Still, the clothing retailer's earnings per share came in above Wall Street expectations, and shares rose in after-hours trading Thursday.
Guess reported after the market closed that it earned $9.9 million, or 12 cents per share, for the period that ended May 4. That is down from $26.6 million, or 30 cents per share, in the first quarter last year. Excluding one-time expenses from efforts to cut costs, Guess earned 14 cents per share in the most recent period, topping analyst expectations of 8 cents per share.
Revenue slid 5 percent, to $548.9 million from $579.3 million, with declines in North America and Europe, while Asia sales increased. Sales matched the prediction of analysts polled by FactSet.
Revenue in stores open at least a year, a key retail metric, fell 9.8 percent in North American stores.
The company has been trying to improve its productivity and cut costs to cope with the impact of still weak economic conditions in Europe and fewer shoppers in the U.S.
Guess CEO Paul Marciano said the outlook for consumer spending "remains soft," and the retailer is particularly concerned about conditions in Southern Europe. Still, he said the company is "encouraged" by how the beginning of its fiscal year turned out.
The company maintained its earnings forecast for the year, saying it will earn between $1.70 and $1.90 per share. It lowered its revenue forecast by $30 million, to a range of $2.57 billion and $2.61 billion.
Analysts were forecasting earnings of $1.78 per share on revenue of $2.59 billion.
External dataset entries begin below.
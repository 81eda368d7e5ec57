#![allow(missing_docs)]

pub(crate) mod db;
pub(crate) mod http;

pub(crate) use db::{
    TEST_PASSWORD, create_test_user, get_test_db_connection, grant_permissions, new_test_user,
};
pub(crate) use http::{assert_content_type, parse_error_body, parse_json_body};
Guess also said that it expects to earn between 34 and 38 cents per share in its current quarter on revenue between $620 million to $635 million. Analysts had forecast 36 cents per share on revenue of $618.4 million.
Shares soared more than 8 percent to $31.75 in after-hours trading. Its stock added 19 cents to close regular trading at $29.35, in line with broader market trends.